• What you have to do:
Transcribe the listing below only from the line with "db.execute_batch(&QueryContext::background(), SCHEMA)" up to and including the line with "if let Err(err)".

• Dataset content:
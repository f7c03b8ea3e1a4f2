#![allow(dead_code)]

use chrono::{NaiveDateTime, SubsecRound, Utc};
use tempfile::tempdir;
use tracing_subscriber::EnvFilter;
use typed_dao::prelude::*;

pub const SCHEMA: &str = "
    CREATE TABLE IF NOT EXISTS likes (
        id INTEGER PRIMARY KEY AUTOINCREMENT,
        user_id INTEGER NOT NULL,
        partner_id INTEGER NOT NULL,
        created_at TEXT NOT NULL
    );
    CREATE TABLE IF NOT EXISTS users (
        id INTEGER PRIMARY KEY AUTOINCREMENT,
        nickname TEXT NOT NULL,
        bio TEXT NULL,
        created_at TEXT NOT NULL
    );
";

pub fn init_tracing() {
    let _ = tracing_subscriber::fmt()
        .with_env_filter(EnvFilter::from_default_env())
        .with_test_writer()
        .try_init();
}

pub fn unique_db_path(prefix: &str) -> String {
    let dir = tempdir().expect("tempdir");
    let path = dir.path().join(format!("{prefix}.db"));
    // Leak the tempdir so the file persists for the duration of the test binary.
    std::mem::forget(dir);
    path.to_string_lossy().into_owned()
}

/// Fresh file-backed database with the fixture schema applied.
pub async fn setup(prefix: &str, pool_size: u32) -> SqliteDatabase {
    init_tracing();
    let db = SqliteDatabase::builder(unique_db_path(prefix))
        .pool_size(pool_size)
        .build()
        .await
        .expect("sqlite pool");
    db.execute_batch(&QueryContext::background(), SCHEMA)
        .await
        .expect("schema");
    db
}

/// Empty `table` so a test starts from a known state.
pub async fn truncate(db: &SqliteDatabase, table: &str) {
    let ctx = QueryContext::background();
    if let Err(err) = execute(db, &ctx, &format!("DELETE FROM {table}"), &[]).await {
        tracing::warn!(table, error = %err, "failed to truncate table");
    }
}

/// Current time at second precision, as stored by the fixtures.
pub fn now() -> NaiveDateTime {
    Utc::now().naive_utc().trunc_subsecs(0)
}

#[derive(Debug, Default, Clone, PartialEq)]
pub struct Like {
    pub id: i64,
    pub user_id: i64,
    pub partner_id: i64,
    pub created_at: NaiveDateTime,
}

impl_row!(Like {
    id,
    user_id,
    partner_id,
    created_at,
});

#[derive(Debug, Default, Clone, PartialEq)]
pub struct User {
    pub id: i64,
    pub nickname: String,
    pub bio: Option<String>,
    pub created_at: NaiveDateTime,
}

impl_row!(User {
    id,
    nickname,
    bio,
    created_at,
});

const LIKE_COLUMNS: &str = "id, user_id, partner_id, created_at";
const USER_COLUMNS: &str = "id, nickname, bio, created_at";

pub struct LikeRepo<'a> {
    db: &'a SqliteDatabase,
}

impl<'a> LikeRepo<'a> {
    pub fn new(db: &'a SqliteDatabase) -> Self {
        Self { db }
    }

    pub async fn create(&self, ctx: &QueryContext, mut like: Like) -> Result<Like, DaoError> {
        like.id = create(
            self.db,
            ctx,
            "INSERT INTO likes (user_id, partner_id, created_at) VALUES (?, ?, ?)",
            &[
                like.user_id.to_value(),
                like.partner_id.to_value(),
                like.created_at.to_value(),
            ],
        )
        .await?;
        Ok(like)
    }

    pub async fn get_by_pair(
        &self,
        ctx: &QueryContext,
        user_id: i64,
        partner_id: i64,
    ) -> Result<Like, DaoError> {
        get_row(
            self.db,
            ctx,
            &format!("SELECT {LIKE_COLUMNS} FROM likes WHERE user_id = ? AND partner_id = ? LIMIT 1"),
            &[RowValues::Int(user_id), RowValues::Int(partner_id)],
        )
        .await
    }

    pub async fn count(&self, ctx: &QueryContext) -> Result<i64, DaoError> {
        get_column(self.db, ctx, "SELECT COUNT(*) FROM likes", &[]).await
    }

    pub fn find_by_user(&self, ctx: &QueryContext, user_id: i64) -> RowStream<'a, Like> {
        find_rows(
            self.db,
            ctx,
            &format!("SELECT {LIKE_COLUMNS} FROM likes WHERE user_id = ? ORDER BY id"),
            &[RowValues::Int(user_id)],
        )
    }
}

pub struct UserRepo<'a> {
    db: &'a SqliteDatabase,
}

impl<'a> UserRepo<'a> {
    pub fn new(db: &'a SqliteDatabase) -> Self {
        Self { db }
    }

    pub async fn create(&self, ctx: &QueryContext, mut user: User) -> Result<User, DaoError> {
        user.id = create(
            self.db,
            ctx,
            "INSERT INTO users (nickname, bio, created_at) VALUES (?, ?, ?)",
            &[
                user.nickname.to_value(),
                user.bio.to_value(),
                user.created_at.to_value(),
            ],
        )
        .await?;
        Ok(user)
    }

    pub async fn get_by_id(&self, ctx: &QueryContext, id: i64) -> Result<User, DaoError> {
        get_row(
            self.db,
            ctx,
            &format!("SELECT {USER_COLUMNS} FROM users WHERE id = ? LIMIT 1"),
            &[RowValues::Int(id)],
        )
        .await
    }

    pub async fn count(&self, ctx: &QueryContext) -> Result<i64, DaoError> {
        get_column(self.db, ctx, "SELECT COUNT(*) FROM users", &[]).await
    }

    pub async fn update_bio(
        &self,
        ctx: &QueryContext,
        id: i64,
        bio: Option<&str>,
    ) -> Result<usize, DaoError> {
        execute(
            self.db,
            ctx,
            "UPDATE users SET bio = ? WHERE id = ?",
            &[bio.to_value(), RowValues::Int(id)],
        )
        .await
    }

    pub fn find_by_ids(
        &self,
        ctx: &QueryContext,
        ids: &[i64],
    ) -> Result<RowStream<'a, User>, DaoError> {
        let (placeholders, args) = in_args(ids)?;
        Ok(find_rows(
            self.db,
            ctx,
            &format!("SELECT {USER_COLUMNS} FROM users WHERE id IN ({placeholders}) ORDER BY id"),
            &args,
        ))
    }

    pub fn find_ids_with_bio(&self, ctx: &QueryContext) -> RowStream<'a, i64> {
        find_columns(
            self.db,
            ctx,
            "SELECT id FROM users WHERE bio IS NOT NULL ORDER BY id",
            &[],
        )
    }
}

• Result below:
    db.execute_batch(&QueryContext::background(), SCHEMA)
        .await
        .expect("schema");
    db
}

/// Empty `table` so a test starts from a known state.
pub async fn truncate(db: &SqliteDatabase, table: &str) {
    let ctx = QueryContext::background();
    if let Err(err) = execute(db, &ctx, &format!("DELETE FROM {table}"), &[]).await {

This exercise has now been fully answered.